Symphonie Nr. 5 B-Dur op. 100

Entstehung 1944

Uraufführung 13. Januar 1945 in Moskau unter Leitung des Komponisten

Spieldauer ca. 42 Minuten

Als Sergei Prokofjew gegen Ende des Zweiten Weltkrieges seine fünfte Symphonie zu Papier brachte, befand er sich in einer vergleichsweise unproblematischen Lebensphase. Nach erfolgreichen Jugendjahren hatte der ähnlich wie Beethoven brillante Pianist versucht, sich der Heimat zu entziehen und war nach einem kurzen USA-Aufenthalt 1923 nach Frankreich gegangen. Doch der Erfolg war dort ausgeblieben, Prokofjew hatte seine Landsleute vermisst und dann den jubelnden Empfang genossen, als er einige Jahre später zurückgekehrt war. Außerdem waren die politisch schwersten Jahre noch fern: Dem Stalin-Urteil, das 1948 über Schostakowitschs Musik gesprochen wurde, entging auch Prokofjew nicht. Seine Musik, die er selbst als von vier Grundlinien (klassisch, modern, motorisch, lyrisch) beeinflusst sah, war von Stund an offiziell »formalistisch und volksfeindlich«.

Der Charakter der 1944 entstandenen Fünften, die neben Prokofjews »Symphonie classique« zu den bekanntesten und beliebtesten Werken des Russen zählt, ist mit seiner üppigen Orchestrierung, die neben einem vielseitigen Schlagwerk auch beispielsweise einen Flügel vorsieht, also vor allem national-heroisch. Komponist und Heimatland schwingen beinahe im Einklang. Von den Landsleuten hochgelobt wurde er unter anderem für die »russische« Melodik, also für die Integration mancher als urnational angesehener Lied-Elemente.

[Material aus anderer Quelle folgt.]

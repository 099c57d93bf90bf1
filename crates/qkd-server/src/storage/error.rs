//! Storage error types.
//!
//! Defines errors that can occur during storage operations:
//! - `NotFound`: Requested file doesn't exist
//! - `InvalidName`: File name is empty or path-like
//! - `Io`: Underlying storage system errors

use thiserror::Error;

/// Errors that can occur during storage operations
#[derive(Error, Debug, Clone, PartialEq, Eq)]
pub enum StorageError {
    /// File not found
    #[error("file not found: {0}")]
    NotFound(String),

    /// File name rejected by validation
    #[error("invalid file name: {0:?}")]
    InvalidName(String),

    /// I/O error (file system, lock poisoning)
    #[error("I/O error: {0}")]
    Io(String),
}

impl From<std::io::Error> for StorageError {
    fn from(err: std::io::Error) -> Self {
        StorageError::Io(err.to_string())
    }
}
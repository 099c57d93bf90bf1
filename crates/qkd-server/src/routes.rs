//! HTTP routes.
//!
//! Health checks and the file endpoints. Storage is synchronous and may hit
//! the file system, so every call runs on the blocking pool. Nothing here
//! touches the hub beyond reading its config.

use axum::{
    Json, Router,
    extract::{Multipart, Path, State},
    http::{StatusCode, header},
    response::{IntoResponse, Response},
    routing::{get, post},
};
use qkd_core::Environment;
use qkd_proto::http::{ErrorResponse, HealthResponse, StatusResponse, UploadResponse};

use crate::{
    AppState,
    storage::{Storage, StorageError},
    transport,
};

/// Multipart field carrying the upload.
const UPLOAD_FIELD: &str = "file";

/// Build the application router.
pub fn router<E, S>(state: AppState<E, S>) -> Router
where
    E: Environment,
    S: Storage,
{
    Router::new()
        .route("/", get(root))
        .route("/check", get(check::<E, S>))
        .route("/ws", get(transport::ws_handler::<E, S>))
        .route("/upload", post(upload::<E, S>))
        .route("/files", get(list_files::<E, S>))
        .route("/download/:filename", get(download::<E, S>))
        .with_state(state)
}

async fn root() -> Json<StatusResponse> {
    Json(StatusResponse { message: "QKD relay is running".to_string() })
}

async fn check<E: Environment, S: Storage>(
    State(state): State<AppState<E, S>>,
) -> Json<HealthResponse> {
    Json(HealthResponse {
        status: "Quantum Server is Online".to_string(),
        qubits: state.hub.config().bit_count,
    })
}

async fn upload<E: Environment, S: Storage>(
    State(state): State<AppState<E, S>>,
    mut multipart: Multipart,
) -> Response {
    loop {
        let field = match multipart.next_field().await {
            Ok(Some(field)) => field,
            Ok(None) => break,
            Err(e) => return error_response(StatusCode::BAD_REQUEST, e.to_string()),
        };

        if field.name() != Some(UPLOAD_FIELD) {
            continue;
        }

        let Some(name) = field.file_name().map(str::to_owned) else {
            return error_response(StatusCode::BAD_REQUEST, "upload has no file name");
        };

        let bytes = match field.bytes().await {
            Ok(bytes) => bytes,
            Err(e) => return error_response(StatusCode::BAD_REQUEST, e.to_string()),
        };

        let size = bytes.len();
        let stored = name.clone();
        let result = on_blocking_pool(&state.storage, move |storage| storage.put(&stored, &bytes));

        return match result.await {
            Ok(()) => {
                tracing::info!(file = %name, size, "file stored");
                Json(UploadResponse { info: format!("File saved as {name}") }).into_response()
            },
            Err(e) => storage_error_response(&e),
        };
    }

    error_response(StatusCode::BAD_REQUEST, format!("missing '{UPLOAD_FIELD}' field"))
}

async fn list_files<E: Environment, S: Storage>(State(state): State<AppState<E, S>>) -> Response {
    match on_blocking_pool(&state.storage, |storage| storage.list()).await {
        Ok(files) => Json(files).into_response(),
        Err(e) => storage_error_response(&e),
    }
}

async fn download<E: Environment, S: Storage>(
    State(state): State<AppState<E, S>>,
    Path(filename): Path<String>,
) -> Response {
    let name = filename.clone();
    match on_blocking_pool(&state.storage, move |storage| storage.get(&name)).await {
        Ok(bytes) => (
            [
                (header::CONTENT_TYPE, "application/octet-stream".to_string()),
                (header::CONTENT_DISPOSITION, content_disposition(&filename)),
            ],
            bytes,
        )
            .into_response(),
        Err(e) => storage_error_response(&e),
    }
}

/// Run a storage call off the async workers.
async fn on_blocking_pool<S, T, F>(storage: &S, op: F) -> Result<T, StorageError>
where
    S: Storage,
    T: Send + 'static,
    F: FnOnce(&S) -> Result<T, StorageError> + Send + 'static,
{
    let storage = storage.clone();
    tokio::task::spawn_blocking(move || op(&storage))
        .await
        .map_err(|e| StorageError::Io(format!("storage task failed: {e}")))?
}

/// `attachment` disposition with `name` as a quoted string.
fn content_disposition(name: &str) -> String {
    let mut value = String::with_capacity(name.len() + 24);
    value.push_str("attachment; filename=\"");
    for c in name.chars() {
        if matches!(c, '"' | '\\') {
            value.push('\\');
        }
        value.push(c);
    }
    value.push('"');
    value
}

fn storage_error_response(err: &StorageError) -> Response {
    match err {
        StorageError::NotFound(_) => error_response(StatusCode::NOT_FOUND, "File not found"),
        StorageError::InvalidName(_) => error_response(StatusCode::BAD_REQUEST, err.to_string()),
        StorageError::Io(_) => {
            tracing::error!(error = %err, "storage failure");
            error_response(StatusCode::INTERNAL_SERVER_ERROR, "storage failure")
        },
    }
}

fn error_response(status: StatusCode, error: impl Into<String>) -> Response {
    (status, Json(ErrorResponse::new(error))).into_response()
}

Im Sommer 1944 hatte sich Prokofjew auf ein Landgut in der Nähe von Iwanowo zurückgezogen; der Komponistenverband hatte ihm diese Ruhe und Auszeit ermöglicht. Hier arbeitete er also an dem betont großartig angelegten, viersätzigen Werk, das mit seiner Klangfülle wohl sein gesamtes sonstiges Œuvre übertrumpfen sollte. Dass Alexander Borodin mit seiner üppigen epischen Symphonik ein Vorbild war, lässt sich kaum leugnen, doch Prokofjews eigens betitelte »Neue Einfachheit« ist Zeugnis einer vollendeten Reife des Komponisten selbst. Von einer plastischen (Kriegs-)Bildersprache zwischen Pathos und Groteske ist diese fünfte Symphonie gekennzeichnet, die er selbst dem »Triumph des menschlichen Geistes« widmete. Der Pianist Swjatoslaw Richter urteilte nach der Uraufführung: »Prokofjew sieht von der Höhe auf sein Leben herab und auf alles, was war. Etwas Olympisches liegt darin.«

Der erste Satz, ein Andante, das man traditionell eher an zweiter Stelle erwarten würde, ist breit angelegt und vom Blech-Sound geprägt. Darauf folgt ein verspieltes Allegro moderato, das die Kavallerie gewissermaßen an die Front begleitet. An dritter Stelle dann wieder ein Adagio, das dunkel-melancholisch romantische und spätromantische Elemente aufnimmt. Und schließt sorgt das Allegro giocoso für einen tänzerischen Schlusspunkt.

Eine Frage drängt sich auf: Wie viel eigener Patriotismus steckt wirklich in der Fünften? Auffällig ist nämlich, dass Prokofjew seine sechste Symphonie, die zwei Jahre nach Kriegsende uraufgeführt wurde, deutlich tragischer gestaltete. Ähnlich wie bei Schostakowitsch scheint es sich dabei um eine Rücknahme – oder vielmehr: um eine Richtigstellung des National-Heroischen gehandelt zu haben. Und wird das mitunter militärische Gutue nicht auch schon in der Fünften konterkariert, indem Prokofjew es immer mal wieder zur Groteske verzerrt?

Wie auch immer: Es ist wohl das Schicksal dieser von verschiedenen Seiten politisierten Art von Musik aus der Mitte des 20. Jahrhunderts, dass Aussagen »hineingedeutet« werden, die möglicherweise niemals intendiert waren. Prokofjews Fünfte stattdessen eben gerade nicht als nationalrussische »Kriegssymphonie« zu verstehen (und damit der simplen Schlagwort-Konnotation zu entgehen), wäre vielleicht am gewinnbringendsten. Denn diese Symphonie ist, so zeigen es die vier höchst differenziert ausgearbeiteten Sätze, viel mehr als eine Art Filmmusik zu ästhetisierten Kriegsbildern.